If the ECS instance serves as a master node in your cluster, you must assign the master RAM role to the ECS instance. Go to the cluster details page and choose .
If the ECS instance serves as a worker node in your cluster, you must assign the worker RAM role to the ECS instance. Go to the cluster details page and choose .
If you modified the content of the policy that is attached to the RAM role, check whether the modified content contains the required permissions.
If you modified the content of the policy that is attached to the RAM role before the error occurs, try to roll back the policy to the original version.
How do I assign a custom RAM role to an ACK cluster?

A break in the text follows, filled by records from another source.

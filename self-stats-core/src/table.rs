//! Column-oriented tables
//!
//! Events travel through the pipeline as parallel typed columns plus an
//! ordered [`Schema`] of column names. Every transformation returns a new
//! table carrying its own schema; nothing is extended in place.

use crate::error::{Error, Result};
use crate::types::{RecordType, DATE_COLUMN};
use chrono::{NaiveDate, NaiveDateTime};

/// One typed column of values.
#[derive(Debug, Clone, PartialEq)]
pub enum Column {
    Text(Vec<String>),
    DateTime(Vec<NaiveDateTime>),
    Date(Vec<NaiveDate>),
    Int(Vec<i64>),
    /// Nullable floats (coordinates, gaps, rates)
    Float(Vec<Option<f64>>),
    Bool(Vec<bool>),
}

impl Column {
    /// Number of rows in this column.
    pub fn len(&self) -> usize {
        match self {
            Column::Text(v) => v.len(),
            Column::DateTime(v) => v.len(),
            Column::Date(v) => v.len(),
            Column::Int(v) => v.len(),
            Column::Float(v) => v.len(),
            Column::Bool(v) => v.len(),
        }
    }

    pub fn is_empty(&self) -> bool {
        self.len() == 0
    }

    /// Short name of the value kind, used in error messages.
    pub fn kind(&self) -> &'static str {
        match self {
            Column::Text(_) => "text",
            Column::DateTime(_) => "datetime",
            Column::Date(_) => "date",
            Column::Int(_) => "integer",
            Column::Float(_) => "float",
            Column::Bool(_) => "boolean",
        }
    }

    /// Keep the rows whose mask entry is `true`, preserving order.
    pub fn filter(&self, mask: &[bool]) -> Column {
        fn keep<T: Clone>(values: &[T], mask: &[bool]) -> Vec<T> {
            values
                .iter()
                .zip(mask)
                .filter(|(_, &keep)| keep)
                .map(|(v, _)| v.clone())
                .collect()
        }

        match self {
            Column::Text(v) => Column::Text(keep(v, mask)),
            Column::DateTime(v) => Column::DateTime(keep(v, mask)),
            Column::Date(v) => Column::Date(keep(v, mask)),
            Column::Int(v) => Column::Int(keep(v, mask)),
            Column::Float(v) => Column::Float(keep(v, mask)),
            Column::Bool(v) => Column::Bool(keep(v, mask)),
        }
    }

    /// Reorder rows: row `i` of the result is row `order[i]` of `self`.
    pub fn take(&self, order: &[usize]) -> Column {
        fn pick<T: Clone>(values: &[T], order: &[usize]) -> Vec<T> {
            order.iter().map(|&i| values[i].clone()).collect()
        }

        match self {
            Column::Text(v) => Column::Text(pick(v, order)),
            Column::DateTime(v) => Column::DateTime(pick(v, order)),
            Column::Date(v) => Column::Date(pick(v, order)),
            Column::Int(v) => Column::Int(pick(v, order)),
            Column::Float(v) => Column::Float(pick(v, order)),
            Column::Bool(v) => Column::Bool(pick(v, order)),
        }
    }
}

/// Ordered, immutable list of column names.
#[derive(Debug, Clone, PartialEq, Eq, Default)]
pub struct Schema {
    names: Vec<String>,
}

impl Schema {
    pub fn new<S: Into<String>>(names: impl IntoIterator<Item = S>) -> Self {
        Self {
            names: names.into_iter().map(Into::into).collect(),
        }
    }

    /// Default ingest schema for a record type.
    pub fn for_record_type(record_type: RecordType) -> Self {
        Self::new(record_type.default_columns().iter().copied())
    }

    /// Position of a column by name.
    pub fn index_of(&self, name: &str) -> Option<usize> {
        self.names.iter().position(|n| n == name)
    }

    pub fn contains(&self, name: &str) -> bool {
        self.index_of(name).is_some()
    }

    /// A new schema with `name` appended.
    pub fn with_column(&self, name: impl Into<String>) -> Schema {
        let mut names = self.names.clone();
        names.push(name.into());
        Schema { names }
    }

    pub fn names(&self) -> &[String] {
        &self.names
    }

    pub fn len(&self) -> usize {
        self.names.len()
    }

    pub fn is_empty(&self) -> bool {
        self.names.is_empty()
    }
}

/// Parallel columns of equal length, named by a [`Schema`].
#[derive(Debug, Clone, PartialEq)]
pub struct Table {
    schema: Schema,
    columns: Vec<Column>,
}

impl Table {
    /// Build a table, checking that names and columns line up and that all
    /// columns share one length.
    pub fn new(schema: Schema, columns: Vec<Column>) -> Result<Self> {
        if schema.len() != columns.len() {
            return Err(Error::ColumnLength {
                column: "<schema>".to_string(),
                expected: schema.len(),
                found: columns.len(),
            });
        }
        if let Some(first) = columns.first() {
            let expected = first.len();
            for (name, column) in schema.names().iter().zip(&columns) {
                if column.len() != expected {
                    return Err(Error::ColumnLength {
                        column: name.clone(),
                        expected,
                        found: column.len(),
                    });
                }
            }
        }
        Ok(Self { schema, columns })
    }

    pub fn schema(&self) -> &Schema {
        &self.schema
    }

    pub fn columns(&self) -> &[Column] {
        &self.columns
    }

    /// Number of rows.
    pub fn len(&self) -> usize {
        self.columns.first().map(Column::len).unwrap_or(0)
    }

    pub fn is_empty(&self) -> bool {
        self.len() == 0
    }

    /// Column by name.
    pub fn column(&self, name: &str) -> Option<&Column> {
        self.schema.index_of(name).map(|i| &self.columns[i])
    }

    /// A new table with one more column appended.
    pub fn with_column(&self, name: impl Into<String>, column: Column) -> Result<Table> {
        let name = name.into();
        if !self.columns.is_empty() && column.len() != self.len() {
            return Err(Error::ColumnLength {
                column: name,
                expected: self.len(),
                found: column.len(),
            });
        }
        let mut columns = self.columns.clone();
        columns.push(column);
        Ok(Table {
            schema: self.schema.with_column(name),
            columns,
        })
    }

    /// Rows whose mask entry is `true`, in original order.
    ///
    /// # Panics
    ///
    /// Panics if the mask length differs from the row count.
    pub fn filter(&self, mask: &[bool]) -> Table {
        assert_eq!(mask.len(), self.len(), "row mask length mismatch");
        Table {
            schema: self.schema.clone(),
            columns: self.columns.iter().map(|c| c.filter(mask)).collect(),
        }
    }

    /// Rows reordered by `order` (a permutation of row indices).
    pub fn take(&self, order: &[usize]) -> Table {
        Table {
            schema: self.schema.clone(),
            columns: self.columns.iter().map(|c| c.take(order)).collect(),
        }
    }
}

/// An event table tagged with its record type.
///
/// Invariants checked at construction: the `Date` column exists and holds
/// parsed datetimes, and at least one discriminator column of the record
/// type is present.
#[derive(Debug, Clone, PartialEq)]
pub struct EventColumnSet {
    record_type: RecordType,
    table: Table,
}

impl EventColumnSet {
    pub fn new(record_type: RecordType, table: Table) -> Result<Self> {
        let has_discriminator = record_type
            .discriminator_columns()
            .iter()
            .any(|name| table.schema().contains(name));
        if !has_discriminator {
            return Err(Error::MalformedInput {
                column: record_type.discriminator_columns().join("' or '"),
                record_type: record_type.to_string(),
            });
        }

        match table.column(DATE_COLUMN) {
            None => Err(Error::MalformedInput {
                column: DATE_COLUMN.to_string(),
                record_type: record_type.to_string(),
            }),
            Some(Column::DateTime(_)) => Ok(Self { record_type, table }),
            Some(_) => Err(Error::ColumnType {
                column: DATE_COLUMN.to_string(),
                expected: "datetime",
            }),
        }
    }

    /// Convenience constructor from a schema and columns.
    pub fn from_columns(
        record_type: RecordType,
        schema: Schema,
        columns: Vec<Column>,
    ) -> Result<Self> {
        Self::new(record_type, Table::new(schema, columns)?)
    }

    pub fn record_type(&self) -> RecordType {
        self.record_type
    }

    pub fn table(&self) -> &Table {
        &self.table
    }

    pub fn into_table(self) -> Table {
        self.table
    }

    pub fn schema(&self) -> &Schema {
        self.table.schema()
    }

    pub fn len(&self) -> usize {
        self.table.len()
    }

    pub fn is_empty(&self) -> bool {
        self.table.is_empty()
    }

    pub fn column(&self, name: &str) -> Option<&Column> {
        self.table.column(name)
    }

    /// The `Date` column values.
    pub fn timestamps(&self) -> &[NaiveDateTime] {
        match self.table.column(DATE_COLUMN) {
            Some(Column::DateTime(values)) => values,
            // Checked in `new`
            _ => unreachable!("event set without a datetime Date column"),
        }
    }

    /// Rows whose mask entry is `true`, applied to every column alike.
    pub fn filter(&self, mask: &[bool]) -> EventColumnSet {
        EventColumnSet {
            record_type: self.record_type,
            table: self.table.filter(mask),
        }
    }

    /// Rows in non-decreasing timestamp order; ties keep their input order.
    pub fn sorted_by_timestamp(&self) -> EventColumnSet {
        let timestamps = self.timestamps();
        if timestamps.windows(2).all(|w| w[0] <= w[1]) {
            return self.clone();
        }
        let mut order: Vec<usize> = (0..timestamps.len()).collect();
        order.sort_by_key(|&i| timestamps[i]);
        EventColumnSet {
            record_type: self.record_type,
            table: self.table.take(&order),
        }
    }

    /// A new set with one more column appended.
    pub fn with_column(&self, name: impl Into<String>, column: Column) -> Result<EventColumnSet> {
        Ok(EventColumnSet {
            record_type: self.record_type,
            table: self.table.with_column(name, column)?,
        })
    }
}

You cannot assign a custom RAM role to an ACK cluster. However, you can attach custom RAM policies to the worker RAM role that is automatically created and assigned to the cluster when you create worker nodes.
Create a custom RAM policy based on the following code block. The code block contains the permissions to scale and delete ACK clusters. For more information, see Step 1: Create a custom policy.
{ "Action": [ "cs:ScaleCluster", "cs:DeleteCluster" ], "Resource": "*", "Effect": "Allow" }Attach the RAM policy to the worker RAM role used by your cluster. For more information, see Attach the custom policy to the worker RAM role.
Will online workloads be affected after a RAM user is deleted because the relevant staff has resigned?
You can use the other RAM users to manage clusters as normal after you delete a RAM user. However, you must use an Alibaba Cloud account to revoke the kubeconfig file issued to the RAM user that you deleted. For more information, see Revoke the kubeconfig file of a cluster.
Before you revoke the kubeconfig file that is issued to the RAM user that you deleted, you must replace the kubeconfig file that is stored in your applications with a new kubeconfig file.